S.G.: La sede di Furla nel Chianti (completata l’anno scorso, ndr) si trova immersa in uno dei paesaggi più belli d’Italia, ma è anche inserita all’interno di un’area industriale dismessa, risalente agli anni Sessanta, in gran parte costituita da capannoni fatiscenti. Un’ulteriore sfida che abbiamo affrontato in questo progetto, dal punto di vista tecnico, è legata alla morfologia del terreno, che presenta una forte pendenza: da una parte all’altra del complesso produttivo, ci sono 30 m di dislivello. Abbiamo lavorato con rigore per disegnare un luogo di lavoro a misura d’uomo, creando un sistema di patii verdi e tetti giardino e utilizzando pochi materiali che dialogano tra loro in armonia.
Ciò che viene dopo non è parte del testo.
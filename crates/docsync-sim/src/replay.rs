//! Replay recorded transport output against a fresh session

use crate::simulator::LoggingSink;
use anyhow::{Context, Result};
use docsync_core::{
    drive, CollabSession, ConnectionStatus, EditabilityPolicy, Role, SessionConfig,
    SessionMetadata, StatusChange, TransportEvent,
};
use serde::{Deserialize, Serialize};
use std::path::Path;
use std::sync::Arc;
use tokio::sync::mpsc;

/// What happened to one replayed report
#[derive(Debug, Clone, PartialEq, Eq, Serialize)]
#[serde(rename_all = "snake_case", tag = "kind", content = "detail")]
pub enum StepOutcome {
    /// Status changed
    Applied,
    /// Same as the current status
    Unchanged,
    /// Outside the transition table
    Rejected(String),
    /// Not a known status string
    Unknown,
}

/// One line of a replay
#[derive(Debug, Clone, Serialize)]
pub struct ReplayStep {
    /// Position in the input
    pub index: usize,
    /// Raw value as read
    pub raw: String,
    /// Result of applying it
    pub outcome: StepOutcome,
    /// Session status afterwards
    pub status: ConnectionStatus,
    /// Gate for the reported value; unknown values are never editable
    pub editable: bool,
}

/// Replay result
#[derive(Debug, Clone, Serialize)]
pub struct ReplayReport {
    /// Per-report outcomes
    pub steps: Vec<ReplayStep>,
    /// Changes the session journaled
    pub changes: Vec<StatusChange>,
    /// Status at the end
    pub final_status: ConnectionStatus,
}

impl ReplayReport {
    /// Render as an aligned table
    #[must_use]
    pub fn generate_text(&self) -> String {
        let mut out = String::new();
        for step in &self.steps {
            let outcome = match &step.outcome {
                StepOutcome::Applied => "applied".to_string(),
                StepOutcome::Unchanged => "unchanged".to_string(),
                StepOutcome::Rejected(reason) => format!("rejected ({reason})"),
                StepOutcome::Unknown => "unknown".to_string(),
            };
            out.push_str(&format!(
                "{:>4}  {:<13} {:<13} editable={:<5}  {outcome}\n",
                step.index, step.raw, step.status, step.editable
            ));
        }
        out.push_str(&format!(
            "\n{} changes, final status {}\n",
            self.changes.len(),
            self.final_status
        ));
        out
    }
}

/// Read a JSON array of status strings
pub fn load_statuses(path: impl AsRef<Path>) -> Result<Vec<String>> {
    let path = path.as_ref();
    let text = std::fs::read_to_string(path)
        .with_context(|| format!("reading {}", path.display()))?;
    serde_json::from_str(&text).with_context(|| format!("parsing {}", path.display()))
}

/// Read a JSON array of transport events
pub fn load_events(path: impl AsRef<Path>) -> Result<Vec<TransportEvent>> {
    let path = path.as_ref();
    let text = std::fs::read_to_string(path)
        .with_context(|| format!("reading {}", path.display()))?;
    serde_json::from_str(&text).with_context(|| format!("parsing {}", path.display()))
}

fn fresh_session(config: &SessionConfig, label: &str) -> Result<CollabSession> {
    let session = CollabSession::new(config.clone());
    session
        .hydrate(SessionMetadata::new(label, Role::Editor), &LoggingSink)
        .context("hydrating replay session")?;
    Ok(session)
}

/// Apply raw status strings to a fresh session, in order
pub fn replay_statuses(raws: &[String], config: &SessionConfig) -> Result<ReplayReport> {
    let session = fresh_session(config, "replay")?;
    let steps = raws
        .iter()
        .enumerate()
        .map(|(index, raw)| {
            let (outcome, editable) = match raw.parse::<ConnectionStatus>() {
                Err(_) => {
                    tracing::warn!(value = %raw, "unknown status in replay");
                    (StepOutcome::Unknown, false)
                }
                Ok(status) => {
                    let outcome = match session.apply_status(status) {
                        Ok(Some(_)) => StepOutcome::Applied,
                        Ok(None) => StepOutcome::Unchanged,
                        Err(err) => StepOutcome::Rejected(err.to_string()),
                    };
                    (outcome, session.is_editable())
                }
            };
            ReplayStep {
                index,
                raw: raw.clone(),
                outcome,
                status: session.status(),
                editable,
            }
        })
        .collect();

    Ok(ReplayReport {
        steps,
        changes: session.journal().changes(),
        final_status: session.status(),
    })
}

/// Result of pushing events through [`drive`]
#[derive(Debug, Clone, Serialize)]
pub struct DriveReport {
    /// Events sent
    pub events: usize,
    /// Events that changed the status
    pub applied: u64,
    /// Changes the session journaled
    pub changes: Vec<StatusChange>,
    /// Status at the end
    pub final_status: ConnectionStatus,
    /// Gate at the end
    pub editable: bool,
}

/// Feed `events` through the async driver on a fresh session
pub async fn drive_events(events: Vec<TransportEvent>, config: &SessionConfig) -> Result<DriveReport> {
    let session = Arc::new(fresh_session(config, "drive")?);
    let (tx, rx) = mpsc::channel(events.len().max(1));
    let driver = tokio::spawn(drive(Arc::clone(&session), rx));

    let count = events.len();
    for event in events {
        tx.send(event).await.context("driver stopped early")?;
    }
    drop(tx);
    let applied = driver.await.context("driver task failed")?;

    Ok(DriveReport {
        events: count,
        applied,
        changes: session.journal().changes(),
        final_status: session.status(),
        editable: session.is_editable(),
    })
}

/// Row of the editability table
#[derive(Debug, Clone, PartialEq, Eq, Serialize, Deserialize)]
pub struct TableRow {
    /// Status
    pub status: ConnectionStatus,
    /// Edits accepted
    pub editable: bool,
    /// Indicator label for an editor
    pub label: String,
}

/// Gate and indicator for every status under `policy`
#[must_use]
pub fn editability_table(policy: EditabilityPolicy) -> Vec<TableRow> {
    ConnectionStatus::ALL
        .into_iter()
        .map(|status| {
            let e = policy.evaluate(status, Role::Editor);
            TableRow {
                status,
                editable: e.editable,
                label: e.indicator.label,
            }
        })
        .collect()
}

#[cfg(test)]
mod tests {
    use super::*;
    use pretty_assertions::assert_eq;

    fn raws(values: &[&str]) -> Vec<String> {
        values.iter().map(|s| (*s).to_string()).collect()
    }

    #[test]
    fn replay_marks_unknown_and_rejected() {
        let input = raws(&["connected", "bogus", "synced", "syncing", "disconnected", "synced"]);
        let report = replay_statuses(&input, &SessionConfig::default()).unwrap();

        let outcomes: Vec<_> = report.steps.iter().map(|s| s.outcome.clone()).collect();
        assert!(matches!(outcomes[0], StepOutcome::Applied));
        assert_eq!(outcomes[1], StepOutcome::Unknown);
        assert!(matches!(outcomes[2], StepOutcome::Rejected(_)));
        assert_eq!(outcomes[3], StepOutcome::Applied);
        assert_eq!(outcomes[4], StepOutcome::Applied);
        assert!(matches!(outcomes[5], StepOutcome::Rejected(_)));

        assert!(!report.steps[1].editable);
        assert!(!report.steps[4].editable);
        assert_eq!(report.final_status, ConnectionStatus::Disconnected);
        assert_eq!(report.changes.len(), 3);
    }

    #[test]
    fn table_has_every_status() {
        let table = editability_table(EditabilityPolicy::default());
        assert_eq!(table.len(), ConnectionStatus::ALL.len());
        let blocked: Vec<_> = table.iter().filter(|r| !r.editable).map(|r| r.status).collect();
        assert_eq!(blocked, vec![ConnectionStatus::Disconnected]);
    }

    #[tokio::test]
    async fn drive_reports_final_state() {
        let events = vec![
            TransportEvent::HandshakeSucceeded,
            TransportEvent::SyncStarted,
            TransportEvent::CaughtUp,
            TransportEvent::Failed,
        ];
        let report = drive_events(events, &SessionConfig::default()).await.unwrap();
        assert_eq!(report.events, 4);
        assert_eq!(report.applied, 4);
        assert_eq!(report.final_status, ConnectionStatus::Disconnected);
        assert!(!report.editable);
    }
}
A proposito del tema dei materiali, che rappresenta il filo conduttore di questo incontro, vorrei chiedervi quali sono i vostri preferiti, se ne avete. Ogni progetto è un’occasione per intraprendere una nuova ricerca sui materiali oppure si inserisce all’interno di un percorso di continuità e trasformazione?
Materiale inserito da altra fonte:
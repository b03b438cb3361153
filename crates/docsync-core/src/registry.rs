//! Session registry keyed by document id
//!
//! Each open document gets its own [`CollabSession`]; status and history
//! slots are never shared between documents.

use crate::config::SessionConfig;
use crate::error::SessionError;
use crate::hydration::{DocumentId, MetadataSink, SessionMetadata, SyncAction};
use crate::session::CollabSession;
use dashmap::mapref::entry::Entry;
use dashmap::DashMap;
use parking_lot::Mutex;
use std::sync::Arc;

/// Holds actions raised while the map entry is locked
#[derive(Default)]
struct DeferredSink(Mutex<Vec<SyncAction>>);

impl MetadataSink for DeferredSink {
    fn dispatch(&self, action: SyncAction) {
        self.0.lock().push(action);
    }
}

/// Open sessions by document
#[derive(Debug, Default)]
pub struct SessionRegistry {
    config: SessionConfig,
    sessions: DashMap<DocumentId, Arc<CollabSession>>,
}

impl SessionRegistry {
    /// Empty registry; new sessions use `config`
    #[must_use]
    pub fn new(config: SessionConfig) -> Self {
        Self {
            config,
            sessions: DashMap::new(),
        }
    }

    /// Open (or return the already open) session for `metadata.document_id`.
    ///
    /// Concurrent opens of one document hydrate it once, and `sink` sees a
    /// single action, dispatched after the session is visible in the map.
    pub fn open(
        &self,
        metadata: SessionMetadata,
        sink: &dyn MetadataSink,
    ) -> Result<Arc<CollabSession>, SessionError> {
        if metadata.document_id.is_empty() {
            return Err(SessionError::EmptyDocumentId);
        }
        let document_id = metadata.document_id.clone();
        if let Some(existing) = self.get(&document_id) {
            return Ok(existing);
        }

        let deferred = DeferredSink::default();
        let session = match self.sessions.entry(document_id.clone()) {
            Entry::Occupied(entry) => return Ok(Arc::clone(entry.get())),
            Entry::Vacant(entry) => {
                let session = Arc::new(CollabSession::new(self.config.clone()));
                session.hydrate(metadata, &deferred)?;
                Arc::clone(entry.insert(session).value())
            }
        };

        // The shard lock is released here, so the sink may call back in.
        for action in deferred.0.into_inner() {
            sink.dispatch(action);
        }
        tracing::info!(document = %document_id, "session opened");
        Ok(session)
    }

    /// Session for `document_id`, if open
    #[must_use]
    pub fn get(&self, document_id: &DocumentId) -> Option<Arc<CollabSession>> {
        self.sessions.get(document_id).map(|s| Arc::clone(s.value()))
    }

    /// Unmount and remove the session for `document_id`
    pub fn close(&self, document_id: &DocumentId) -> Option<Arc<CollabSession>> {
        let (_, session) = self.sessions.remove(document_id)?;
        session.unmount();
        tracing::info!(document = %document_id, "session closed");
        Some(session)
    }

    /// Number of open sessions
    #[must_use]
    pub fn len(&self) -> usize {
        self.sessions.len()
    }

    /// No open sessions
    #[must_use]
    pub fn is_empty(&self) -> bool {
        self.sessions.is_empty()
    }

    /// Ids of every open document, sorted
    #[must_use]
    pub fn document_ids(&self) -> Vec<DocumentId> {
        let mut ids: Vec<DocumentId> = self.sessions.iter().map(|e| e.key().clone()).collect();
        ids.sort();
        ids
    }
}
S.T.: Nella storia di Nemesi è presente l’utilizzo, in termini sia espressivi sia strutturali, sia del cemento sia dell’acciaio, anche con strutture miste e prefabbricate, laddove prefabbricazione non significa per forza standardizzazione, ma anzi può diventare personalizzazione. Nel progetto per Palazzo Italia a Milano Expo 2015, ad esempio, abbiamo lavorato con un calcestruzzo definito “biodinamico”, che unisce alla resistenza meccanica un’elevata duttilità. In questo modo, abbiamo potuto comporre la facciata con centinaia di pannelli tutti diversi tra loro.
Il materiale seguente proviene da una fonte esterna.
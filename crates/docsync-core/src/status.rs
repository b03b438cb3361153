//! Connection status of a document session
//!
//! The status is reported by the sync transport. This module only names
//! the states; [`crate::state_machine`] owns the transition table and
//! [`crate::model::StatusModel`] holds the live value.

use crate::error::StatusParseError;
use serde::{Deserialize, Serialize};
use std::fmt;
use std::str::FromStr;

/// Lifecycle phase of a document's real-time connection
#[derive(
    Debug, Clone, Copy, Default, PartialEq, Eq, Hash, PartialOrd, Ord, Serialize, Deserialize,
)]
#[serde(rename_all = "lowercase")]
pub enum ConnectionStatus {
    /// Handshake in flight. Initial state and the state after a retry.
    #[default]
    Connecting,
    /// Handshake succeeded
    Connected,
    /// Initial state vector exchange in progress
    Syncing,
    /// Transport reports too many pending operations
    Overloaded,
    /// Hard disconnect; only an explicit retry leaves this state
    Disconnected,
    /// Transient blip on an established session
    Reconnecting,
    /// Local replica caught up
    Synced,
    /// Document is being published
    Publishing,
}

impl ConnectionStatus {
    /// Every status, in declaration order
    pub const ALL: [ConnectionStatus; 8] = [
        ConnectionStatus::Connecting,
        ConnectionStatus::Connected,
        ConnectionStatus::Syncing,
        ConnectionStatus::Overloaded,
        ConnectionStatus::Disconnected,
        ConnectionStatus::Reconnecting,
        ConnectionStatus::Synced,
        ConnectionStatus::Publishing,
    ];

    /// Lowercase name, matching the serialized form
    #[must_use]
    pub fn as_str(self) -> &'static str {
        match self {
            ConnectionStatus::Connecting => "connecting",
            ConnectionStatus::Connected => "connected",
            ConnectionStatus::Syncing => "syncing",
            ConnectionStatus::Overloaded => "overloaded",
            ConnectionStatus::Disconnected => "disconnected",
            ConnectionStatus::Reconnecting => "reconnecting",
            ConnectionStatus::Synced => "synced",
            ConnectionStatus::Publishing => "publishing",
        }
    }

    /// True once the handshake has completed at least once for this connection
    #[must_use]
    pub fn is_established(self) -> bool {
        matches!(
            self,
            ConnectionStatus::Connected
                | ConnectionStatus::Syncing
                | ConnectionStatus::Synced
                | ConnectionStatus::Reconnecting
                | ConnectionStatus::Publishing
        )
    }
}

impl fmt::Display for ConnectionStatus {
    fn fmt(&self, f: &mut fmt::Formatter<'_>) -> fmt::Result {
        f.write_str(self.as_str())
    }
}

impl FromStr for ConnectionStatus {
    type Err = StatusParseError;

    fn from_str(s: &str) -> Result<Self, Self::Err> {
        ConnectionStatus::ALL
            .into_iter()
            .find(|status| status.as_str() == s)
            .ok_or_else(|| StatusParseError(s.to_string()))
    }
}

/// One applied status change, numbered within its session
#[derive(Debug, Clone, Copy, PartialEq, Eq, Serialize, Deserialize)]
pub struct StatusChange {
    /// Sequence number, starting at 1 for the first change of a session.
    /// 0 marks the reset to `connecting` when another document is hydrated.
    pub seq: u64,
    /// Previous status
    pub from: ConnectionStatus,
    /// New status
    pub to: ConnectionStatus,
}

#[cfg(test)]
mod tests {
    use super::*;

    #[test]
    fn parses_every_display_form() {
        for status in ConnectionStatus::ALL {
            assert_eq!(status.to_string().parse::<ConnectionStatus>(), Ok(status));
        }
    }

    #[test]
    fn rejects_unknown_and_differently_cased_names() {
        assert!("offline".parse::<ConnectionStatus>().is_err());
        assert!("Connected".parse::<ConnectionStatus>().is_err());
        assert!("".parse::<ConnectionStatus>().is_err());
    }

    #[test]
    fn serializes_lowercase() {
        let json = serde_json::to_string(&ConnectionStatus::Reconnecting).unwrap();
        assert_eq!(json, "\"reconnecting\"");
        let back: ConnectionStatus = serde_json::from_str("\"publishing\"").unwrap();
        assert_eq!(back, ConnectionStatus::Publishing);
    }

    #[test]
    fn initial_status_is_connecting() {
        assert_eq!(ConnectionStatus::default(), ConnectionStatus::Connecting);
    }
}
S.G.: Noi di GEZA siamo innamorati da sempre del calcestruzzo, che abbiamo studiato e utilizzato nelle sue forme più svariate, perché secondo noi è il materiale di questo mondo, a dispetto delle ideologie che accostano al cemento una connotazione agli antipodi rispetto alla sostenibilità. Noi siamo di Udine: nel territorio friulano le montagne sono molto vicine al mare, con un dislivello tale per cui i fiumi sono molto veloci e trascinano con sé tonnellate di frammenti di rocce diverse: dolomie, calcari, graniti… Il tema dei materiali è molto affascinante e noi ci interroghiamo in proposito ogni giorno nell’attività del nostro studio.